*** Opening of The records ***
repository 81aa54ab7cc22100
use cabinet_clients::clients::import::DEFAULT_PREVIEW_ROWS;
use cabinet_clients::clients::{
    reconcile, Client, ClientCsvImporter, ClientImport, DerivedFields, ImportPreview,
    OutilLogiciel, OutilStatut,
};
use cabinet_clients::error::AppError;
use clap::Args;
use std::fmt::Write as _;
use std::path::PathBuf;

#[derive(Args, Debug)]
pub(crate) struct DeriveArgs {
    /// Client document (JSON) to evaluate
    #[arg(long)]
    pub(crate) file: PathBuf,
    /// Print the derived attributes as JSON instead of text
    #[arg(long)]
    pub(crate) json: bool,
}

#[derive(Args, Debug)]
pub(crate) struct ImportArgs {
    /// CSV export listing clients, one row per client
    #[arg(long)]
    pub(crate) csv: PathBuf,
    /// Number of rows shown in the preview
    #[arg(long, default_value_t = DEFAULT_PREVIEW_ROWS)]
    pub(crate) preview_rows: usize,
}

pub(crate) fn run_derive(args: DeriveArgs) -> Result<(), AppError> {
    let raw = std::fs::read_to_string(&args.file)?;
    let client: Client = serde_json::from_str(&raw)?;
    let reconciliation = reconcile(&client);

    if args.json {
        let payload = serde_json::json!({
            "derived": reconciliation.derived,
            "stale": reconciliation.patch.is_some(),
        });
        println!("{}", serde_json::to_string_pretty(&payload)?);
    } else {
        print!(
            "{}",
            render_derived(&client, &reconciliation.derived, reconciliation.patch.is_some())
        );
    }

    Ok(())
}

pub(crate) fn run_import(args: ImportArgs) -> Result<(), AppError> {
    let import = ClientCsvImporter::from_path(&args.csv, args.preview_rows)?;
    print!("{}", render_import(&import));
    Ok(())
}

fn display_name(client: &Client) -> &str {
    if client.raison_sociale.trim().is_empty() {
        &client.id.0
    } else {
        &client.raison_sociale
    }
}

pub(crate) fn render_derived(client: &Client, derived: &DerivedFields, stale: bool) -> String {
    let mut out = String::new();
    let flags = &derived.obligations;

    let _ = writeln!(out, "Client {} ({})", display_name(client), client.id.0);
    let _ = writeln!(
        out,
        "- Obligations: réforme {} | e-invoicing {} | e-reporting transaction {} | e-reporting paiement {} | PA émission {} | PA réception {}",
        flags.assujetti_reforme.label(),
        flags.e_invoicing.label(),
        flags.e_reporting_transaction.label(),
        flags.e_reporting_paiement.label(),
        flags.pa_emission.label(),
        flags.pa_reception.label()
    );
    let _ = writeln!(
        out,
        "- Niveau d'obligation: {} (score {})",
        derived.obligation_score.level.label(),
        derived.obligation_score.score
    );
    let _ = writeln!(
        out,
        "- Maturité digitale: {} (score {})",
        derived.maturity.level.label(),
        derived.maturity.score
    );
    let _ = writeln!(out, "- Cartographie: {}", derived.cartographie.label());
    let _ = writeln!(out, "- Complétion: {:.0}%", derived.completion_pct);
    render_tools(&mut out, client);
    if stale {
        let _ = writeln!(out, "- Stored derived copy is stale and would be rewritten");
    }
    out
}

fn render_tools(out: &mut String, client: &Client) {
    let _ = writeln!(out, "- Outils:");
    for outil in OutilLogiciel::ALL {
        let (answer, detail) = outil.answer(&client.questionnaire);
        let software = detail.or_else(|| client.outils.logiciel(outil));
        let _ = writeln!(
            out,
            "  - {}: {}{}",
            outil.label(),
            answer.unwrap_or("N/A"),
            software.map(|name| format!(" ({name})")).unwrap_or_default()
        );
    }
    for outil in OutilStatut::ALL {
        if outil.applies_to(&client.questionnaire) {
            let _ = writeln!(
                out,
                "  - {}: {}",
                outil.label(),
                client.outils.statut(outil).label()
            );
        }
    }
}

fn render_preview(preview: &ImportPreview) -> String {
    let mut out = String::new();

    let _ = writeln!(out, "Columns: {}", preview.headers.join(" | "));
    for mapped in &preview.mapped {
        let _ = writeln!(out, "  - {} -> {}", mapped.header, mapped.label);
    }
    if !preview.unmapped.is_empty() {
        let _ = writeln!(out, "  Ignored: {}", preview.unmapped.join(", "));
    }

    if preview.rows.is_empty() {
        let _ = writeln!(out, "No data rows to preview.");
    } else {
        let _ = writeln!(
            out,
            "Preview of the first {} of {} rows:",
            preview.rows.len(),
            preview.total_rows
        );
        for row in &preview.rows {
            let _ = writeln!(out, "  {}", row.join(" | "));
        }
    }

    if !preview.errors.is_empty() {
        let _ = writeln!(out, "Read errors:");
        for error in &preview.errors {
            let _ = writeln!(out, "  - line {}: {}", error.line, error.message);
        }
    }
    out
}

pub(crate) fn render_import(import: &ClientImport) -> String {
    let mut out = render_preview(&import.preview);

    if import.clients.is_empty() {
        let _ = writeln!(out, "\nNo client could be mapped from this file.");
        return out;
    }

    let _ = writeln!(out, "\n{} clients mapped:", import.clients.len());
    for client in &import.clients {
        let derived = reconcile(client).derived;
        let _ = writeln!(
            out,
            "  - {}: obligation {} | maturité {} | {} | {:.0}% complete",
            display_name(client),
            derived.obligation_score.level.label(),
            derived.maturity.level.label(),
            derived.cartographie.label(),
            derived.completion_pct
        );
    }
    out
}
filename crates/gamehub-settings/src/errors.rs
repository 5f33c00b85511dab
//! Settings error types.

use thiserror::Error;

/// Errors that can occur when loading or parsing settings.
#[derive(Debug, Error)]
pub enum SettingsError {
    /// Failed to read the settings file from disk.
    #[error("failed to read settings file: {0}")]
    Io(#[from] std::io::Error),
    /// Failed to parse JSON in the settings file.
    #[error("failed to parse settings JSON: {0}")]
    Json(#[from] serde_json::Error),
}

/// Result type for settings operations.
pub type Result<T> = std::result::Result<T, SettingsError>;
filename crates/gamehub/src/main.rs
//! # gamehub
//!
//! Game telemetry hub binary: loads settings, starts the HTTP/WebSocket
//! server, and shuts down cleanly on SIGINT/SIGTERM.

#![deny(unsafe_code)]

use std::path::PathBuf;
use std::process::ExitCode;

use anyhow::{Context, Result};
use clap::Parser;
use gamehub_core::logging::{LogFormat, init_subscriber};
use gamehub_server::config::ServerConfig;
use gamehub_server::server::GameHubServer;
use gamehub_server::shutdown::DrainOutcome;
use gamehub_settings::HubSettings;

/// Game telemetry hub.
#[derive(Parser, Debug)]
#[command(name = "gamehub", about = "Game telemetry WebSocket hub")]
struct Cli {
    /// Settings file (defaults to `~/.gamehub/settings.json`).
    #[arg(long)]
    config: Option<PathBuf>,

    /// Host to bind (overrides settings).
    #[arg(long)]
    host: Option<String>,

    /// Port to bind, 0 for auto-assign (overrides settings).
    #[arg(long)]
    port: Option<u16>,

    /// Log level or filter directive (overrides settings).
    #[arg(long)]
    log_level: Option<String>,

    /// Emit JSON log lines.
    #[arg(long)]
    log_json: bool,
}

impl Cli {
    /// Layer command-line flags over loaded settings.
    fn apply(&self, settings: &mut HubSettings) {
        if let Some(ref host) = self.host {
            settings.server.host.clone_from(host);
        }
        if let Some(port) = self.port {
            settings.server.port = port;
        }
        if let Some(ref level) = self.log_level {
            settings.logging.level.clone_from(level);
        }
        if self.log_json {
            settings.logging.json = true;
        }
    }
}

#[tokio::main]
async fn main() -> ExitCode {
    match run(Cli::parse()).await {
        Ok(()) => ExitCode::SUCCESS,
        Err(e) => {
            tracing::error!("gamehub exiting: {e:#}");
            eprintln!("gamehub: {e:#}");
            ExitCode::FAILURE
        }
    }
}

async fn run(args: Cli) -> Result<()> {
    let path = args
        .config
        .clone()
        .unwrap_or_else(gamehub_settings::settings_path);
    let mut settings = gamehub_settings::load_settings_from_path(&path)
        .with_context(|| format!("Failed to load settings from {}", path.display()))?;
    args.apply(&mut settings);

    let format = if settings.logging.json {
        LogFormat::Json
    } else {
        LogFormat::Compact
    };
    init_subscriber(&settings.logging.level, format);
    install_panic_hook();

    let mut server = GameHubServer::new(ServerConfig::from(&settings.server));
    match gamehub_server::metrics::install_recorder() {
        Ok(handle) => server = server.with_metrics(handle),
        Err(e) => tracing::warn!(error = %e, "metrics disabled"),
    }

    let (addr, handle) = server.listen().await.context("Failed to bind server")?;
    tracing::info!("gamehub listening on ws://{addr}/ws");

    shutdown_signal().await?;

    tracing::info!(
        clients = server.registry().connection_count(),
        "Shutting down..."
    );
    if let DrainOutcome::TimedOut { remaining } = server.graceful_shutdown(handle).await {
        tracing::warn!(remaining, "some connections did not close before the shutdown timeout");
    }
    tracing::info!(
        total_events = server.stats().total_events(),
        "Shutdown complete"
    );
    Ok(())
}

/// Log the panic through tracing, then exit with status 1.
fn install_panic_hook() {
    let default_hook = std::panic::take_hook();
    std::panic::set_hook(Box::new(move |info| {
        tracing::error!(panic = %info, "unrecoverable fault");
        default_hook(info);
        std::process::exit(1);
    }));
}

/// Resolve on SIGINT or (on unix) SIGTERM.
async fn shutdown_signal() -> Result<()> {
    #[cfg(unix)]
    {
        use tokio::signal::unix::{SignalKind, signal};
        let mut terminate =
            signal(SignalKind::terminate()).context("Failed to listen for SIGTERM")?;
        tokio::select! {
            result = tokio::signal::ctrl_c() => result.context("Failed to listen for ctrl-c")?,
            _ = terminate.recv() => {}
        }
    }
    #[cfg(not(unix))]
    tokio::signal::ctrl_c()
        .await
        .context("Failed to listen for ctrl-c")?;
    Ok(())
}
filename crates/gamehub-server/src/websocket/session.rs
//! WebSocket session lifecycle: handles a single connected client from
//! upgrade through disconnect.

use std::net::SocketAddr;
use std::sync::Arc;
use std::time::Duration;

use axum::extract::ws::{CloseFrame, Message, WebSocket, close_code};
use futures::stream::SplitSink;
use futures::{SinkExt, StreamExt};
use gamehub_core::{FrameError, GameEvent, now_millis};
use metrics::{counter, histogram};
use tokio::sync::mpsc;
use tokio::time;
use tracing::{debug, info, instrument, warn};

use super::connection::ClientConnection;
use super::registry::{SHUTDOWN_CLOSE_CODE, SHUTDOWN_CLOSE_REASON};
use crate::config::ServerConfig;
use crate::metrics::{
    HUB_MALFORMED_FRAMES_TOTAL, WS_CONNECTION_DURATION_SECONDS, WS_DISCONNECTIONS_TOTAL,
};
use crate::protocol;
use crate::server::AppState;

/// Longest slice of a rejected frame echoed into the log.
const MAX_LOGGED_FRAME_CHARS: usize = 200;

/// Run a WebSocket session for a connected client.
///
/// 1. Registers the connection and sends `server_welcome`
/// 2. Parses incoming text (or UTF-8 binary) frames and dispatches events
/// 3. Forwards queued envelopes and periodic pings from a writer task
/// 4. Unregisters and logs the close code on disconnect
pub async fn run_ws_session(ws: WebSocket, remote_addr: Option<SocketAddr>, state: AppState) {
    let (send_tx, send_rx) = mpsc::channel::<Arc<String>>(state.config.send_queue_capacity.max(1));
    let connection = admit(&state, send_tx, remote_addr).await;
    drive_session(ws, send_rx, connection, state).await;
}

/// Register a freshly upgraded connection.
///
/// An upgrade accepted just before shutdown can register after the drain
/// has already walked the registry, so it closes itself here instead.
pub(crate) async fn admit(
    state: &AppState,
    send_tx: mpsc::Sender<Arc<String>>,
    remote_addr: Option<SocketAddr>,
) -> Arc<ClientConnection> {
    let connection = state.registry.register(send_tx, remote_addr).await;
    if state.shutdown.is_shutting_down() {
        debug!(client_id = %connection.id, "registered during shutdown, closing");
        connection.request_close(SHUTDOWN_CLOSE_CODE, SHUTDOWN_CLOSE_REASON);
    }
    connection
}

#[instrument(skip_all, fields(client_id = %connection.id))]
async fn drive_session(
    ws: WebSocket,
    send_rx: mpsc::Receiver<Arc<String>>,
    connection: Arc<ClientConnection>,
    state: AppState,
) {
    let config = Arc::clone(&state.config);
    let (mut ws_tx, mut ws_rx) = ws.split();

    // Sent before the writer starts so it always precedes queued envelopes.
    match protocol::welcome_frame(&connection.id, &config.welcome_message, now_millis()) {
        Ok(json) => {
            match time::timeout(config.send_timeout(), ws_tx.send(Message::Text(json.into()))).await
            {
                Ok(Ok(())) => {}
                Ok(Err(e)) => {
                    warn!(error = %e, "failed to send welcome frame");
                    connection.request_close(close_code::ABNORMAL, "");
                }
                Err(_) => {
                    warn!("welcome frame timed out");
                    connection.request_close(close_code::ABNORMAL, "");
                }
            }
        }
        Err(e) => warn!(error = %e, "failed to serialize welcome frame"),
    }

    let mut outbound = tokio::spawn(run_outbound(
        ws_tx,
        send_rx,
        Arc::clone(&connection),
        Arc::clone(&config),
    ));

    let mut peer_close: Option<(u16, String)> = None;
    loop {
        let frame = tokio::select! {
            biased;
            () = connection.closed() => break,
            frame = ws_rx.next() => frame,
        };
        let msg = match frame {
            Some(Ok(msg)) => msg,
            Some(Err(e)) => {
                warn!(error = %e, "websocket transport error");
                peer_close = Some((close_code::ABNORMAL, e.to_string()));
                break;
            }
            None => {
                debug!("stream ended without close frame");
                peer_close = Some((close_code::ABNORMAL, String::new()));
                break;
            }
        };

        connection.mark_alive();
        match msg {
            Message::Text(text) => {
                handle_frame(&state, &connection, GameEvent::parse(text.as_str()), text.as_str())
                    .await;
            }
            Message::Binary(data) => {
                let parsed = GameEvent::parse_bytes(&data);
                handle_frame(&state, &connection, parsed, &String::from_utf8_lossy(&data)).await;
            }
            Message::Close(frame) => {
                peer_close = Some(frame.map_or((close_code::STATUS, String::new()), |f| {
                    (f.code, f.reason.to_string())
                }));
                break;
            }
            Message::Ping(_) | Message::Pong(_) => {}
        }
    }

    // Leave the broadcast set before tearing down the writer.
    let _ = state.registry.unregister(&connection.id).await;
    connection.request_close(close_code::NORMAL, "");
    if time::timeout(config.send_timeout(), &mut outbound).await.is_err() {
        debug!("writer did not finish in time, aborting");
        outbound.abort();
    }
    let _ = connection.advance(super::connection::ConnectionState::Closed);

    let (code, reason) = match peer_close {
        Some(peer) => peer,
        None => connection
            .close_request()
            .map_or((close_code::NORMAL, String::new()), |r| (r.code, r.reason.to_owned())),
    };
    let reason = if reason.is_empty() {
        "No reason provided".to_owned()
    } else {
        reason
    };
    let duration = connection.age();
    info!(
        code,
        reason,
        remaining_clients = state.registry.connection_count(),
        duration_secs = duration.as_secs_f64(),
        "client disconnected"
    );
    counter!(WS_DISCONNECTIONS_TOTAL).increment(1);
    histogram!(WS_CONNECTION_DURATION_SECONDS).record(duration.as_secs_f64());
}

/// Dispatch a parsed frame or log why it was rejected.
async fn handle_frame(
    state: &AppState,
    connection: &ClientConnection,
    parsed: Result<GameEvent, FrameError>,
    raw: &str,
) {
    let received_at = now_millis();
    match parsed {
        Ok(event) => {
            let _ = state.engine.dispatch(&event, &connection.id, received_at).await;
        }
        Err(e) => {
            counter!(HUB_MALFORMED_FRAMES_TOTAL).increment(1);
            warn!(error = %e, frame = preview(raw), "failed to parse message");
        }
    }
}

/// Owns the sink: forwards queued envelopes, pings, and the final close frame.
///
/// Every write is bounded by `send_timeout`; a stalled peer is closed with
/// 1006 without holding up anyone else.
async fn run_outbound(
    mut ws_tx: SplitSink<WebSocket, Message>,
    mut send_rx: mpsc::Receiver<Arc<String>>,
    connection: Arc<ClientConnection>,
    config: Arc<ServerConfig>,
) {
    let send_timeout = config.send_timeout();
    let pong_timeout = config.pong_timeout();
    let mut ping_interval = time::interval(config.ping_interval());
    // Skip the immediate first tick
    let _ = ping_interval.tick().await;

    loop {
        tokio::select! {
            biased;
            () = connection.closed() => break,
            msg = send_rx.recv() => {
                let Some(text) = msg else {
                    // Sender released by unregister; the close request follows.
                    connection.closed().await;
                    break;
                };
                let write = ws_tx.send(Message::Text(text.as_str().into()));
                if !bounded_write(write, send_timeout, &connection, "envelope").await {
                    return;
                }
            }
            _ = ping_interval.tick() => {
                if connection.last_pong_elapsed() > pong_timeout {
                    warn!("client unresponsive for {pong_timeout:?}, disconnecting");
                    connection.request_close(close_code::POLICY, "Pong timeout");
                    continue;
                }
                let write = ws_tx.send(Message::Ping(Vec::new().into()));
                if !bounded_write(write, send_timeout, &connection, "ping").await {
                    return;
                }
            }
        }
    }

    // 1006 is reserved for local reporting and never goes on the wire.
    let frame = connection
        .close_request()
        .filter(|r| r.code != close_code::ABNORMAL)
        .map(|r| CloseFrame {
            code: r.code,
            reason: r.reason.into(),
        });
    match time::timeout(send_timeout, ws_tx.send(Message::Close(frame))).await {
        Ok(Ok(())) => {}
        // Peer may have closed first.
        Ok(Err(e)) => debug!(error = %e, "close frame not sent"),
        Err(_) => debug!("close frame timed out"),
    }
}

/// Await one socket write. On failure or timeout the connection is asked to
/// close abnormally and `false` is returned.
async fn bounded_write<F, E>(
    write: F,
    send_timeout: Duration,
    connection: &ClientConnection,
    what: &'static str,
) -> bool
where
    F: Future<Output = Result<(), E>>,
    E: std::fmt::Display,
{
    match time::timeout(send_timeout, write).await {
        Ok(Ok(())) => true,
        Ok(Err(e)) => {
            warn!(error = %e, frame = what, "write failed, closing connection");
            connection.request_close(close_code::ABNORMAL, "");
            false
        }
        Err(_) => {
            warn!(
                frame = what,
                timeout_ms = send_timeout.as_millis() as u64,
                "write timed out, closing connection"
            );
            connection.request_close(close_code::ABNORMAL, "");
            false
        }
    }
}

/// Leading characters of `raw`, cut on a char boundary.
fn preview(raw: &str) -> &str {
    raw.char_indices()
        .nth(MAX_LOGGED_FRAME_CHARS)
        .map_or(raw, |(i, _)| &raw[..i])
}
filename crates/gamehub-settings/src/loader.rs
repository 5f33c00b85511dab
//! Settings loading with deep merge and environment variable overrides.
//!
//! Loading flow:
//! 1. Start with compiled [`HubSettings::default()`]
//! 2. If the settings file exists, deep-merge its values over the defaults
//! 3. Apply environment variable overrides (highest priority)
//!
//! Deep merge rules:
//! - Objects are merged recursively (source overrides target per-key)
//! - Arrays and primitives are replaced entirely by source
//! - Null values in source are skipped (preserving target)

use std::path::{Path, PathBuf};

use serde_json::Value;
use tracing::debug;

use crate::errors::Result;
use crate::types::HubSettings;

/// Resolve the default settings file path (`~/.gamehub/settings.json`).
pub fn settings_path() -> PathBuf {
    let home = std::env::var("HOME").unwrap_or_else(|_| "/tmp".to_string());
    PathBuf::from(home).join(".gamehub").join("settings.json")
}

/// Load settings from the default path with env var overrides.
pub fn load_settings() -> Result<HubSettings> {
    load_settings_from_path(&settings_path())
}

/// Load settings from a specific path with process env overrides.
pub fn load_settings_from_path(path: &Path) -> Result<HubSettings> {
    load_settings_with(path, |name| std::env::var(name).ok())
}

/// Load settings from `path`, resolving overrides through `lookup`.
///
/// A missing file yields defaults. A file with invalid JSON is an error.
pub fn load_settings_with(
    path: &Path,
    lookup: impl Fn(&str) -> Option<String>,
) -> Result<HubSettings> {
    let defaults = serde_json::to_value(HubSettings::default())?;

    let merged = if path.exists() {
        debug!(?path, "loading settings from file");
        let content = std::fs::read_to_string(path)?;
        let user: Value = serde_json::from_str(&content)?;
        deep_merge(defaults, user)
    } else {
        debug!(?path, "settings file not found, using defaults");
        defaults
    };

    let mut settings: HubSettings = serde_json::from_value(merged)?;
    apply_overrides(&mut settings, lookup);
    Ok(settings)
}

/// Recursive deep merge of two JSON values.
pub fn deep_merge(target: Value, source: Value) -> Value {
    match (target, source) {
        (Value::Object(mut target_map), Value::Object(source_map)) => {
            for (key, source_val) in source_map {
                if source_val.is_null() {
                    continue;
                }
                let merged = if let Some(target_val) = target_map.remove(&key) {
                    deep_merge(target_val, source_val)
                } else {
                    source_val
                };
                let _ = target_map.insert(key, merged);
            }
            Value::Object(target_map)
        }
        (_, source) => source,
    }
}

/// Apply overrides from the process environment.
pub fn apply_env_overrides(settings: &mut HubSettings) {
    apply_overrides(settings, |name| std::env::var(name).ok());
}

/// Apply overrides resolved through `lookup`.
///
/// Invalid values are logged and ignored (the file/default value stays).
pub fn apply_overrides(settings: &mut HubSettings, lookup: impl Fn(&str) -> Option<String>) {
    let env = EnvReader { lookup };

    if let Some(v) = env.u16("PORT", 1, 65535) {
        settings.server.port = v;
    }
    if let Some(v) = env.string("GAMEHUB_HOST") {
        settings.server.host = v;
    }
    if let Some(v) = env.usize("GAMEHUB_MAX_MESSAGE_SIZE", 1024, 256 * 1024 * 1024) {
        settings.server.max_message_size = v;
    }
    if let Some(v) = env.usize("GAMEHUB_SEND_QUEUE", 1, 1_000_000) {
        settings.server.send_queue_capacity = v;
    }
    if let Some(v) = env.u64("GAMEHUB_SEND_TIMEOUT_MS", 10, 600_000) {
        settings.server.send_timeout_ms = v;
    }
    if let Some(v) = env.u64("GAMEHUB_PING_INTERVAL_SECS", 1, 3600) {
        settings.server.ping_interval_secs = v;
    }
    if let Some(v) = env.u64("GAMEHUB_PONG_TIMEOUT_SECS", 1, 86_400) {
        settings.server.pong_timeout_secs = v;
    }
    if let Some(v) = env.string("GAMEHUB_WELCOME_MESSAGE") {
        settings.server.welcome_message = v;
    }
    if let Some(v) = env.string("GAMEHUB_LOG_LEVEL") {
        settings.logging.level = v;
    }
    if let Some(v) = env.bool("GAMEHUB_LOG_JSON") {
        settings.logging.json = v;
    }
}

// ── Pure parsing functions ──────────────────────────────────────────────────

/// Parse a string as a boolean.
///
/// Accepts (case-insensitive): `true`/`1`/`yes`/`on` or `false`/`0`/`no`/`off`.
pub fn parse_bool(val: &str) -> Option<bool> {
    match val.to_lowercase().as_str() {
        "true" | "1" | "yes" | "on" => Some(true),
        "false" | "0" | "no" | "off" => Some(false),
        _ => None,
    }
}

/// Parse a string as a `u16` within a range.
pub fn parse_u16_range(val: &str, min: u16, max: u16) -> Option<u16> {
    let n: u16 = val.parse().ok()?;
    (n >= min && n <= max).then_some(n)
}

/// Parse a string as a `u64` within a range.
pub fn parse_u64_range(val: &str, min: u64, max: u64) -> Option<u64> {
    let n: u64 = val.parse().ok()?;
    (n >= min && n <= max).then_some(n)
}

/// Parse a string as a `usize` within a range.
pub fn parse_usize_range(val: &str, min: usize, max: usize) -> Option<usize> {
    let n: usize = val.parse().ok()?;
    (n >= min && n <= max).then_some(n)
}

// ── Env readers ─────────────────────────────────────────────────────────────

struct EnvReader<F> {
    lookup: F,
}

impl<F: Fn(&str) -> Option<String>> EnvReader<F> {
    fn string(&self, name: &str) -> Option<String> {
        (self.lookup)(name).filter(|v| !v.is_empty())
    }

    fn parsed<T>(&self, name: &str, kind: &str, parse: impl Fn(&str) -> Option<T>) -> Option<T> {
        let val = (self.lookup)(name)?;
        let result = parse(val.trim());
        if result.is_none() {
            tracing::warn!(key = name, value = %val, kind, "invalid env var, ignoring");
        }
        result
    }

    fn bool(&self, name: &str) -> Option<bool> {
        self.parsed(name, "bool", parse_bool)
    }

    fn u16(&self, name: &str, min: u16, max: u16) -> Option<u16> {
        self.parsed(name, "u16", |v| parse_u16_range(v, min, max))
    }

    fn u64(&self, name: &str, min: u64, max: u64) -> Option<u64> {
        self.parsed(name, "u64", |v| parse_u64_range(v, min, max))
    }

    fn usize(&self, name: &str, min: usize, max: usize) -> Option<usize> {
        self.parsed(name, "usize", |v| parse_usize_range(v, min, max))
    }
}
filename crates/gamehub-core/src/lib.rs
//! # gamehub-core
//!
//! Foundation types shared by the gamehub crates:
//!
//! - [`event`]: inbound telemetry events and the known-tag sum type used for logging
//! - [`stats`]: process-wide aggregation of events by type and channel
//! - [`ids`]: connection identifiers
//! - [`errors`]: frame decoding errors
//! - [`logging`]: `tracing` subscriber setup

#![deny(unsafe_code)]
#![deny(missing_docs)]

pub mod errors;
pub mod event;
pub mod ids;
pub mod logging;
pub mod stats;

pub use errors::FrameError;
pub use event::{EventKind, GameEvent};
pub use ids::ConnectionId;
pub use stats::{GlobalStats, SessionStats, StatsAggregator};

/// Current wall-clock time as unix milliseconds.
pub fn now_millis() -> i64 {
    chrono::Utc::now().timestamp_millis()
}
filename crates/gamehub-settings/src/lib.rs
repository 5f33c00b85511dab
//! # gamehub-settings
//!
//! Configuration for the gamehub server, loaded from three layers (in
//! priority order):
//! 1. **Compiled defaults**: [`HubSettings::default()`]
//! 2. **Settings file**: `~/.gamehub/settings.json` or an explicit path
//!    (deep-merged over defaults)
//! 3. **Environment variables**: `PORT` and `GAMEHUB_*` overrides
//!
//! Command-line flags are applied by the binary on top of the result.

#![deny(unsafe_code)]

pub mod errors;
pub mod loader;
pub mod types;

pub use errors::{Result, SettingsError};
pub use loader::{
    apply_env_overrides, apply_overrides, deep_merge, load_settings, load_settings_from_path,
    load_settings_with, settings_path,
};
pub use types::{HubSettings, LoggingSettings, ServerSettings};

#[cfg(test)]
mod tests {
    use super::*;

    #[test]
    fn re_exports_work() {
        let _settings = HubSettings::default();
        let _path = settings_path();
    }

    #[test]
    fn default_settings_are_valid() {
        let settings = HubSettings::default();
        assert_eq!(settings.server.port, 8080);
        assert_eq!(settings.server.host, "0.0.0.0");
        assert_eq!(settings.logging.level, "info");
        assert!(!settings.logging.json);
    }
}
*** Close of The records ***
● **Exercise instructions**
Lines from the top of the data above through the line with "use clap::Args;", both ends included: copy them exactly, nothing more.

● **Worked solution**
repository 81aa54ab7cc22100
use cabinet_clients::clients::import::DEFAULT_PREVIEW_ROWS;
use cabinet_clients::clients::{
    reconcile, Client, ClientCsvImporter, ClientImport, DerivedFields, ImportPreview,
    OutilLogiciel, OutilStatut,
};
use cabinet_clients::error::AppError;
use clap::Args;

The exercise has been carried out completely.